- Citizenship: Cuba
- Known for: Participation in the 2021 Cuban protests
- Criminal charges: sabotage, robbery with force, and public disorder
- Criminal penalty: 14 years' imprisonment
- Criminal status: Detained
- Spouse: Ángel Delgado Almira
- Children: 5

= Lizandra Góngora =

Cuban human rights activist

Lizandra Góngora Espinosa is a Cuban human rights activist. After participating in the 2021 Cuban protests, she was arrested and sentenced to 14 years in prison, the longest sentence given to a woman as a result of the protests.

== Biography ==

=== 2021 Cuban protests ===
Góngora is married to Ángel Delgado Almira, with whom she has five children. The family live in Güira de Melena, a municipality in Artemisa Province.

In July 2021, a series of protests broke out across Cuba against the Cuban government and the Communist Party of Cuba, triggered by a shortage of food and medicine in the country; the protests also were seen as a response to the authoritarian regime in the country and the government's curtailing of civil liberties, in addition to its failure to fulfil promised reforms of Cuba's economy and political system. Góngora was arrested after taking part in a protest outside of an MLC store in Güira de Melena, where protesters had demanded that donated food be made available.

At Góngora's trial, prosecutors alleged that she had led the protests and the storming of the MLC shop; Góngora claimed that she had joined the gathering and had subsequently fled after being injured in the leg during a clash between protesters and the authorities.' Góngora was found guilty of "sabotage, robbery with force, and public disorder", and was sentenced to 14 years in prison; this marked the longest sentence given to a female protester as a result of the crackdown on the July 2021 protests.

=== Imprisonment ===
In September 2022, Góngora and fellow prisoners María Cristina Garrido and Ángela Garrido started a hunger strike in prison, demanding their freedom and their right to not wear prison uniforms. As a result of the strike, Góngora was subsequently hospitalised and required medical treatment. In February 2023, Góngora's husband Delgado reported that Cuban authorities had threatened to "revoke" his custody of his children and imprison him if he continued to speak out about Góngora's detention.

In March 2023, Góngora was among 11 political prisoners who signed an open letter calling on Miguel Díaz-Canel, the First Secretary of the Communist Party of Cuba and the President of Cuba, to release political prisoners from Cuban prisons. The letter, which the women signed with their blood, cited comments made by Pope Francis's emissary, Beniamino Stella, who stated that the Pope "very much [hoped] that there [would] be a positive response" from Cuban authorities concerning the freedom from detention of political prisoners. The following month, Góngora was temporarily relocated to Los Colonos prison on the Isla de la Juventud for three months, which was seen as an attempt to isolate her from her family following the publication of the open letter.

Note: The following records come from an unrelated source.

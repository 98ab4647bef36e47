use chardetng::EncodingDetector;
use chrono::{DateTime, FixedOffset, NaiveDateTime};
use encoding_rs::Encoding;
use regex::Regex;
use scraper::{ElementRef, Html, Selector};
use std::sync::LazyLock;
use url::Url;

use crate::config::SelectorConfig;
use crate::model::{Post, PostDocument};
use crate::{Error, Result};

static META_CHARSET: LazyLock<Regex> = LazyLock::new(|| {
    Regex::new(r#"charset\s*=\s*["']?([A-Za-z0-9_\-]+)"#).expect("static charset regex")
});

/// Site-specific knowledge of where links and fields live in a page.
pub trait Extractor {
    /// Post URLs listed on an archive page, absolute, in page order, without
    /// duplicates.
    fn post_links(&self, page_url: &str, html: &str) -> Vec<String>;

    /// Post fields and image URLs. Fails when a required field is missing or
    /// a date cannot be parsed.
    fn post(&self, url: &str, html: &str) -> Result<PostDocument>;
}

/// [`Extractor`] driven by CSS selectors.
pub struct SelectorExtractor {
    post_link: Selector,
    title: Selector,
    published: Selector,
    modified: Selector,
    tags: Selector,
    content: Selector,
    image: Selector,
}

impl SelectorExtractor {
    pub fn new(config: &SelectorConfig) -> Result<Self> {
        Ok(Self {
            post_link: create_selector(&config.post_link)?,
            title: create_selector(&config.title)?,
            published: create_selector(&config.published)?,
            modified: create_selector(&config.modified)?,
            tags: create_selector(&config.tags)?,
            content: create_selector(&config.content)?,
            image: create_selector("img[src]")?,
        })
    }

    fn date(&self, document: &Html, selector: &Selector) -> Result<Option<DateTime<FixedOffset>>> {
        let Some(element) = document.select(selector).next() else {
            return Ok(None);
        };
        let raw = element
            .value()
            .attr("datetime")
            .or_else(|| element.value().attr("content"))
            .map(str::to_string)
            .unwrap_or_else(|| element_text(element));

        if raw.is_empty() {
            return Ok(None);
        }
        parse_date(&raw).map(Some)
    }
}

impl Extractor for SelectorExtractor {
    fn post_links(&self, page_url: &str, html: &str) -> Vec<String> {
        let document = Html::parse_document(html);
        let hrefs = document
            .select(&self.post_link)
            .filter_map(|a| a.value().attr("href"))
            .map(|href| normalize_url(page_url, href));
        dedup_ordered(hrefs)
    }

    fn post(&self, url: &str, html: &str) -> Result<PostDocument> {
        let document = Html::parse_document(html);

        let title = document
            .select(&self.title)
            .next()
            .map(element_text)
            .filter(|t| !t.is_empty())
            .ok_or_else(|| Error::Extraction(format!("no title in {url}")))?;

        let published = self.date(&document, &self.published)?;
        let modified = self.date(&document, &self.modified)?;

        let tags = dedup_ordered(
            document
                .select(&self.tags)
                .map(element_text)
                .filter(|t| !t.is_empty()),
        );

        let images = match document.select(&self.content).next() {
            Some(content) => dedup_ordered(
                content
                    .select(&self.image)
                    .filter_map(|img| img.value().attr("src"))
                    .filter(|src| !src.starts_with("data:"))
                    .map(|src| normalize_url(url, src)),
            ),
            None => Vec::new(),
        };

        Ok(PostDocument {
            post: Post {
                url: url.to_string(),
                title,
                published,
                modified,
                tags,
            },
            images,
        })
    }
}

#[inline]
fn create_selector(sel_str: &str) -> Result<Selector> {
    Selector::parse(sel_str).map_err(|_| Error::Config(format!("invalid selector: {sel_str}")))
}

fn element_text(element: ElementRef<'_>) -> String {
    element
        .text()
        .collect::<String>()
        .split_whitespace()
        .collect::<Vec<_>>()
        .join(" ")
}

fn dedup_ordered(items: impl Iterator<Item = String>) -> Vec<String> {
    let mut out: Vec<String> = Vec::new();
    for item in items {
        if !out.contains(&item) {
            out.push(item);
        }
    }
    out
}

/// Accepts RFC 3339 and the bare `YYYY-MM-DD HH:MM:SS` form (taken as UTC).
pub fn parse_date(raw: &str) -> Result<DateTime<FixedOffset>> {
    let raw = raw.trim();
    if let Ok(date) = DateTime::parse_from_rfc3339(raw) {
        return Ok(date);
    }

    for format in ["%Y-%m-%d %H:%M:%S", "%Y-%m-%dT%H:%M:%S", "%Y-%m-%d %H:%M"] {
        if let Ok(naive) = NaiveDateTime::parse_from_str(raw, format) {
            return Ok(naive.and_utc().fixed_offset());
        }
    }

    Err(Error::Extraction(format!("malformed date: {raw}")))
}

/// Resolves `href` against `base`, falling back to `href` unchanged.
pub fn normalize_url(base: &str, href: &str) -> String {
    let base_url = match Url::parse(base) {
        Ok(u) => u,
        Err(_) => return href.to_string(),
    };

    match base_url.join(href) {
        Ok(joined) => joined.to_string(),
        Err(_) => href.to_string(),
    }
}

/// Decodes cached HTML bytes: BOM, then `<meta charset>`, then detection.
pub fn decode_html(bytes: &[u8]) -> String {
    if let Some((encoding, bom_len)) = Encoding::for_bom(bytes) {
        let (text, _, _) = encoding.decode(&bytes[bom_len..]);
        return text.into_owned();
    }

    let ascii_head = String::from_utf8_lossy(&bytes[..bytes.len().min(4096)]);
    if let Some(charset) = META_CHARSET.captures(&ascii_head).and_then(|cap| cap.get(1)) {
        if let Some(encoding) = Encoding::for_label(charset.as_str().as_bytes()) {
            let (text, _, _) = encoding.decode(bytes);
            return text.into_owned();
        }
    }

    let mut detector = EncodingDetector::new();
    detector.feed(bytes, true);
    let encoding = detector.guess(None, true);
    let (text, _, _) = encoding.decode(bytes);
    text.into_owned()
}

#[cfg(test)]
mod tests {
    use super::*;
    use pretty_assertions::assert_eq;

    const INDEX: &str = r#"
        <html><body>
          <a class="j-day-subject-link" href="/1001.html">First</a>
          <a class="j-day-subject-link" href="http://varlamov.ru/1002.html">Second</a>
          <a class="j-day-subject-link" href="/1001.html">First again</a>
          <a href="/elsewhere.html">Not a post</a>
        </body></html>
    "#;

    const POST: &str = r#"
        <html><head><meta charset="utf-8"></head><body>
          <h1 class="entry-title">  Moscow
              metro  </h1>
          <time class="published" datetime="2011-03-14T09:30:00+03:00">14 March</time>
          <a rel="tag" href="/tag/moscow">moscow</a>
          <a rel="tag" href="/tag/metro">metro</a>
          <a rel="tag" href="/tag/moscow">moscow</a>
          <div id="entrytext">
            <img src="/img/1.jpg">
            <img src="http://img.example/2.jpg">
            <img src="/img/1.jpg">
            <img src="data:image/gif;base64,R0lGOD">
          </div>
          <img src="/img/sidebar.jpg">
        </body></html>
    "#;

    fn extractor() -> SelectorExtractor {
        SelectorExtractor::new(&SelectorConfig::default()).unwrap()
    }

    #[test]
    fn post_links_are_absolute_and_unique() {
        let links = extractor().post_links("http://varlamov.ru/2011/03", INDEX);
        assert_eq!(
            links,
            vec![
                "http://varlamov.ru/1001.html".to_string(),
                "http://varlamov.ru/1002.html".to_string(),
            ]
        );
    }

    #[test]
    fn post_fields_are_extracted() {
        let doc = extractor().post("http://varlamov.ru/1001.html", POST).unwrap();
        assert_eq!(doc.post.title, "Moscow metro");
        assert_eq!(
            doc.post.published,
            Some(DateTime::parse_from_rfc3339("2011-03-14T09:30:00+03:00").unwrap())
        );
        assert_eq!(doc.post.modified, None);
        assert_eq!(doc.post.tags, vec!["moscow".to_string(), "metro".to_string()]);
        assert_eq!(
            doc.images,
            vec![
                "http://varlamov.ru/img/1.jpg".to_string(),
                "http://img.example/2.jpg".to_string(),
            ]
        );
    }

    #[test]
    fn missing_title_is_an_extraction_error() {
        let err = extractor()
            .post("http://varlamov.ru/1.html", "<html><body><p>hi</p></body></html>")
            .unwrap_err();
        assert!(matches!(err, Error::Extraction(_)));
    }

    #[test]
    fn malformed_date_is_an_extraction_error() {
        let html = r#"<h1 class="entry-title">T</h1><time class="published">yesterday-ish</time>"#;
        let err = extractor().post("http://varlamov.ru/1.html", html).unwrap_err();
        assert!(matches!(err, Error::Extraction(_)));
    }

    #[test]
    fn bare_dates_are_utc() {
        let date = parse_date("2011-03-14 09:30:00").unwrap();
        assert_eq!(date.to_rfc3339(), "2011-03-14T09:30:00+00:00");
    }

    #[test]
    fn invalid_selector_is_a_config_error() {
        let config = SelectorConfig {
            title: "h1[".to_string(),
            ..SelectorConfig::default()
        };
        assert!(matches!(SelectorExtractor::new(&config), Err(Error::Config(_))));
    }

    #[test]
    fn meta_charset_is_honoured() {
        let (bytes, _, _) = encoding_rs::WINDOWS_1251
            .encode("<meta charset=\"windows-1251\"><h1>Привет</h1>");
        let text = decode_html(&bytes);
        assert!(text.contains("Привет"));
    }

    #[test]
    fn utf8_bom_is_stripped() {
        let mut bytes = vec![0xEF, 0xBB, 0xBF];
        bytes.extend_from_slice("<p>ok</p>".as_bytes());
        assert_eq!(decode_html(&bytes), "<p>ok</p>");
    }
}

In May 2023, the Cuban Resistance Assembly announced an initiative wherein 137 women with "public impact" in Latin America would be paired to 137 female political prisoners in Cuba as symbolic godmothers. Góngora was paired with Martha Evelyn Batres, the head of the Women's Network, a Salvadoran women's group, who said she "championed [Góngora's] fight for fredom".

Góngora was transferred to Los Colonos for a second time in April 2026, a considerable distance from her family in Güira de Melena. The Cuban Institute for Freedom of Expression and the Press reported that prison authorities had threatened that Góngora could be transferred to prisons further afield in Pinar del Río or Guantánamo if she continued to publicly request to be brought closer to Güira de Melena.

In April 2026, the Cuban non-governmental organisation Cubalex reported that Góngora had been denied treatment for sickle cell anaemia and a uterine fibroid while in prison. That month, she took part in a second hunger and thirst strike in response to a lack of medical care, poor conditions, including being harassed and assaulted, and prolonged isolation from her family since being in prison; as well as in response to Miguel Díaz-Canel's public denial of the existence of political prisoners in Cuba, which her husband added was to "demand respect" for her status as a political prisoner. After her strike, she was transferred to an isolation cell.

Góngora remains in prison as of July 2026.

== Response ==
Cubalex called on the Cuban government to allow Góngora to have access to medical treatment and regular contact with her family, describing her transfer to Los Colonos as being in contravention of the Nelson Mandela rules and the Bangkok rules that establish that prisoners, particularly women with children, should be detained close to their families. The Chargé d'affaires of the Embassy of the United States in Cuba, Mike Hammer, said in a telephone call with Góngora's husband Delgado said that the United States and the administration of Donald Trump were "concerned" about the situation of Góngora and other political prisoners in Cuba, and that they would continue to "insist" she be released.

In May 2025, Góngora was awarded the Graciela Fernández Meijide Award for the Defence of Human Rights from the Centre for the Opening and Development of Latin America, alongside fellow Cuban activist Alexander Fábregas. Also awarded were Nicaraguan activist Nancy Elizabeth Rodríguez and Venezuelan journalist Carlos Julio Rojas.